── Dataset records

//! The hint pulse: a background task alternating the strip between the two hint colors until it
//! is asked to stop. Stopping is cooperative; the flag is only checked between half-cycles so a
//! transition in progress always finishes writing.

use std::sync::{Arc, Mutex, PoisonError};

use crate::lights::LightController;
use crate::link::Connector;

/// How long to wait before the next half-cycle when a change did not produce a transition, e.g.
/// because the device is unplugged or both hint colors are equal.
pub const FALLBACK_CADENCE: std::time::Duration = std::time::Duration::from_secs(1);

/// The running flag of the hint pulse, behind its own small lock so stop requests never wait on
/// the device.
#[derive(Debug, Default)]
pub struct PulseFlag {
  /// True while the pulse should keep going.
  running: Mutex<bool>,
}

impl PulseFlag {
  pub fn raise(&self) {
    *self.running.lock().unwrap_or_else(PoisonError::into_inner) = true;
  }

  /// Clears the flag, returning whether it was set.
  pub fn lower(&self) -> bool {
    let mut running = self.running.lock().unwrap_or_else(PoisonError::into_inner);
    std::mem::replace(&mut *running, false)
  }

  pub fn is_raised(&self) -> bool {
    *self.running.lock().unwrap_or_else(PoisonError::into_inner)
  }
}

impl<C> LightController<C>
where
  C: Connector,
{
  /// Starts pulsing between the hint colors on a blocking worker. Starting while a pulse is
  /// already running spawns a second, independent pulse; both serialize on the device lock and
  /// both stop on the next stop request.
  ///
  /// The running flag is raised before the worker is spawned, so a stop issued right after this
  /// returns is always seen by the pulse.
  pub fn start_hint_mode(self: &Arc<Self>) -> async_std::task::JoinHandle<()> {
    log::info!("starting hint mode");
    self.pulse.raise();
    let controller = Arc::clone(self);
    async_std::task::spawn_blocking(move || pulse(&controller))
  }
}

/// Changes to `target`, sleeping for the fallback cadence when no transition happened. Returns
/// false when the pulse must end because of an unrecoverable fault.
fn half_cycle<C>(controller: &LightController<C>, target: &str, hint_transition: bool) -> bool
where
  C: Connector,
{
  match controller.change(target, hint_transition) {
    Ok(true) => true,
    Ok(false) => {
      std::thread::sleep(FALLBACK_CADENCE);
      true
    }
    Err(fault) => {
      log::error!("hint pulse ended by device fault - {fault}");
      controller.stop_hint_mode();
      false
    }
  }
}

/// The pulse itself. The first move to the bright color uses the regular transition duration, so
/// the pulse fades in gently from whatever was showing before.
fn pulse<C>(controller: &LightController<C>)
where
  C: Connector,
{
  let mut hint_transition = false;

  loop {
    if !half_cycle(controller, "hint-bright", hint_transition) {
      break;
    }

    hint_transition = true;

    if !controller.pulse.is_raised() {
      break;
    }

    if !half_cycle(controller, "hint-dark", hint_transition) {
      break;
    }

    if !controller.pulse.is_raised() {
      break;
    }
  }

  log::debug!("hint pulse exited");
}
//! Scoped access to the serial device driving the led strip. A [`SerialLink`] is opened for the
//! duration of a single operation and closed when dropped, so the physical device can be
//! unplugged and reconnected between operations.

use std::io::Write;

use crate::color::ColorSpec;

/// How long a single write may block before it is reported as an i/o fault.
const WRITE_TIMEOUT: std::time::Duration = std::time::Duration::from_secs(1);

/// Everything that can go wrong while talking to the device. All but `Unexpected` are ordinary
/// operating-system faults the lighting server recovers from.
#[derive(Debug)]
pub enum LinkFault {
  /// The device path does not exist; usually the strip was unplugged.
  DeviceNotFound(String),

  /// The process may not open the device.
  PermissionDenied(String),

  /// Any other operating-system level i/o error.
  OtherIo(std::io::Error),

  /// A fault that is not an i/o condition, e.g. an invalid serial configuration.
  Unexpected(String),
}

impl LinkFault {
  /// Returns true for the faults that should be logged and swallowed.
  pub fn is_recoverable(&self) -> bool {
    !matches!(self, LinkFault::Unexpected(_))
  }
}

impl std::fmt::Display for LinkFault {
  fn fmt(&self, formatter: &mut std::fmt::Formatter) -> std::fmt::Result {
    match self {
      LinkFault::DeviceNotFound(detail) => write!(formatter, "device was disconnected ({detail})"),
      LinkFault::PermissionDenied(detail) => write!(formatter, "access denied ({detail})"),
      LinkFault::OtherIo(error) => write!(formatter, "{error}"),
      LinkFault::Unexpected(detail) => write!(formatter, "unexpected device fault - {detail}"),
    }
  }
}

impl std::error::Error for LinkFault {}

impl From<std::io::Error> for LinkFault {
  fn from(error: std::io::Error) -> Self {
    match error.kind() {
      std::io::ErrorKind::NotFound => LinkFault::DeviceNotFound(error.to_string()),
      std::io::ErrorKind::PermissionDenied => LinkFault::PermissionDenied(error.to_string()),
      _ => LinkFault::OtherIo(error),
    }
  }
}

impl From<serialport::Error> for LinkFault {
  fn from(error: serialport::Error) -> Self {
    match error.kind() {
      serialport::ErrorKind::NoDevice => LinkFault::DeviceNotFound(error.description),
      serialport::ErrorKind::Io(kind) => std::io::Error::new(kind, error.description).into(),
      _ => LinkFault::Unexpected(error.description),
    }
  }
}

/// Knows how to open the device. The controller is generic over this so it can be driven by
/// something other than a real serial port.
pub trait Connector: Send + Sync + 'static {
  /// The open handle; closed when dropped.
  type Port: Write;

  fn open(&self) -> Result<Self::Port, LinkFault>;
}

/// Opens a real serial port.
#[derive(Debug, Clone, PartialEq, Eq)]
pub struct SerialConnector {
  /// Path of the serial device, e.g. `/dev/ttyACM0`.
  device: String,

  /// Baud rate the firmware listens at.
  baud: u32,
}

impl SerialConnector {
  pub fn new<S>(device: S, baud: u32) -> Self
  where
    S: Into<String>,
  {
    Self {
      device: device.into(),
      baud,
    }
  }
}

impl Connector for SerialConnector {
  type Port = Box<dyn serialport::SerialPort>;

  fn open(&self) -> Result<Self::Port, LinkFault> {
    log::trace!("opening serial device '{}' at {} baud", self.device, self.baud);

    serialport::new(&self.device, self.baud)
      .timeout(WRITE_TIMEOUT)
      .open()
      .map_err(LinkFault::from)
  }
}

/// An open connection to the device, closed when dropped.
pub struct SerialLink<P>
where
  P: Write,
{
  /// The underlying handle.
  port: P,

  /// Number of messages written since opening.
  written: usize,
}

impl<P> SerialLink<P>
where
  P: Write,
{
  pub fn open<C>(connector: &C) -> Result<Self, LinkFault>
  where
    C: Connector<Port = P>,
  {
    let port = connector.open()?;
    Ok(Self { port, written: 0 })
  }

  /// Writes the wire encoding of `color` as one discrete message.
  pub fn send(&mut self, color: &ColorSpec) -> Result<(), LinkFault> {
    let message = color.encode();
    log::trace!("writing '{message}'");
    self.port.write_all(message.as_bytes())?;
    self.written += 1;
    Ok(())
  }

  pub fn written(&self) -> usize {
    self.written
  }
}

impl<P> Drop for SerialLink<P>
where
  P: Write,
{
  fn drop(&mut self) {
    log::trace!("closing serial link after {} message(s)", self.written);
  }
}

#[cfg(test)]
mod tests {
  use super::{Connector, LinkFault, SerialLink};
  use crate::color::ColorSpec;
  use std::io::{Error, ErrorKind};

  struct VecConnector;

  impl Connector for VecConnector {
    type Port = Vec<u8>;

    fn open(&self) -> Result<Self::Port, LinkFault> {
      Ok(Vec::new())
    }
  }

  #[test]
  fn classifies_io_errors() {
    let fault = LinkFault::from(Error::new(ErrorKind::NotFound, "gone"));
    assert!(matches!(fault, LinkFault::DeviceNotFound(_)));

    let fault = LinkFault::from(Error::new(ErrorKind::PermissionDenied, "nope"));
    assert!(matches!(fault, LinkFault::PermissionDenied(_)));

    let fault = LinkFault::from(Error::new(ErrorKind::BrokenPipe, "pipe"));
    assert!(matches!(fault, LinkFault::OtherIo(_)));
    assert!(fault.is_recoverable());
  }

  #[test]
  fn classifies_serialport_errors() {
    let fault = LinkFault::from(serialport::Error::new(serialport::ErrorKind::NoDevice, "unplugged"));
    assert!(matches!(fault, LinkFault::DeviceNotFound(_)));

    let fault = LinkFault::from(serialport::Error::new(
      serialport::ErrorKind::Io(ErrorKind::PermissionDenied),
      "denied",
    ));
    assert!(matches!(fault, LinkFault::PermissionDenied(_)));

    let fault = LinkFault::from(serialport::Error::new(serialport::ErrorKind::InvalidInput, "bad baud"));
    assert!(matches!(fault, LinkFault::Unexpected(_)));
    assert!(!fault.is_recoverable());
  }

  #[test]
  fn sends_discrete_messages() {
    let mut link = SerialLink::open(&VecConnector).expect("open");
    link.send(&ColorSpec::parse("$S#102030")).expect("write");
    link.send(&ColorSpec::Rainbow { phase: 1 }).expect("write");
    assert_eq!(link.written(), 2);
    assert_eq!(link.port, b"$S#102030$H#01".to_vec());
  }
}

────

Problem description:
Lines from the start of the records through the one containing "colors are equal." are what should be retyped, exactly and in full, both ends included.

Expected answer:
//! The hint pulse: a background task alternating the strip between the two hint colors until it
//! is asked to stop. Stopping is cooperative; the flag is only checked between half-cycles so a
//! transition in progress always finishes writing.

use std::sync::{Arc, Mutex, PoisonError};

use crate::lights::LightController;
use crate::link::Connector;

/// How long to wait before the next half-cycle when a change did not produce a transition, e.g.
/// because the device is unplugged or both hint colors are equal.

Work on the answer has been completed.